Universal protocol and standard-spiking strategy for profiling of host cell proteins in therapeutic growth hormone

Liquid chromatography coupled to mass spectrometry (LC-MS) is widely used for host cell proteins (HCP) identification in antibody drug development because of its sensitivity, selectivity, and adaptability. However, LC -MS based identification of HCP in biotherapeutics produced from the prokaryotic Escherichia coli-derived growth hormone (GH) has rarely been reported. Herein, we developed a universal and powerful workflow by combining optimized sample preparation with one-dimension ultra-high performance LC-MS based shotgun proteomics to support HCP profiling in GH samples from downstream pools and the final product, which would be beneficial to direct the purification process development and compare the difference of impurity of different products for guiding the development of the biosimilar. A standard-spiking strategy was also developed to increase the depth of HCP identification. Spiking with standards enables additional identification of HCP species, which is prom-ising for trace-level HCP analysis. Our universal and standard-spiking protocols would open an avenue for profiling HCP in biotherapeutics derived from prokaryotic host cells.

Automated summary

Liquid chromatography coupled to mass spectrometry (LC-MS) is utilized for host cell proteins (HCP) identification in antibody drug development, but its application in prokaryotic-derived growth hormone (GH) samples is rare.
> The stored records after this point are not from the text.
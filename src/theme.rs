//! Demon Slayer theming for status lines and the result screen.

use crate::games::tictactoe::Outcome;

/// Name shown for the human side.
pub const HUMAN_NAME: &str = "You";

/// Name shown for the opponent side.
pub const OPPONENT_NAME: &str = "Akaza";

/// Status line while the opponent's move is pending.
pub const THINKING: &str = "Akaza is thinking...";

/// Toast shown whenever a new game begins.
pub const NEW_BATTLE: &str = "A new battle begins!";

/// The character presented on the result screen for an outcome.
#[derive(Debug, Clone, Copy, PartialEq, Eq)]
pub struct Champion {
    name: &'static str,
    message: &'static str,
    tagline: &'static str,
}

impl Champion {
    /// Character name.
    pub fn name(&self) -> &'static str {
        self.name
    }

    /// What the character says about the battle.
    pub fn message(&self) -> &'static str {
        self.message
    }

    /// One-line summary under the message.
    pub fn tagline(&self) -> &'static str {
        self.tagline
    }
}

/// Returns the champion for a terminal outcome, `None` while the game runs.
pub fn champion(outcome: Outcome) -> Option<Champion> {
    match outcome {
        Outcome::HumanWin => Some(Champion {
            name: "Tanjiro Kamado",
            message: "Your determination burns bright like the flames of the sun!",
            tagline: "Victory achieved through compassion and strength!",
        }),
        Outcome::OpponentWin => Some(Champion {
            name: "Akaza",
            message: "The demon's power overwhelms! Your technique needs refinement.",
            tagline: "Destructive force claims another victory!",
        }),
        Outcome::Draw => Some(Champion {
            name: "Nezuko Kamado",
            message: "A perfectly balanced battle! Both warriors showed great skill.",
            tagline: "Harmony prevails in this gentle stalemate!",
        }),
        Outcome::None => None,
    }
}

/// Result screen headline.
pub fn headline(outcome: Outcome) -> &'static str {
    match outcome {
        Outcome::HumanWin => "Player Wins!",
        Outcome::OpponentWin => "AI Wins!",
        Outcome::Draw => "Draw!",
        Outcome::None => "",
    }
}

/// Toast announcing the end of a game.
pub fn toast(outcome: Outcome) -> Option<&'static str> {
    match outcome {
        Outcome::HumanWin => Some("Victory is yours!"),
        Outcome::OpponentWin => Some("The demon prevails!"),
        Outcome::Draw => Some("A balanced battle!"),
        Outcome::None => None,
    }
}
In this study, a universal workflow combining optimized sample preparation and one-dimensional ultra-high performance LC-MS-based shotgun proteomics was developed to profile HCP in GH samples, providing guidance for purification process development and biosimilar development. A standard-spiking strategy was also developed to enhance HCP identification, enabling trace-level HCP analysis. These protocols open avenues for HCP profiling in biotherapeutics derived from prokaryotic host cells.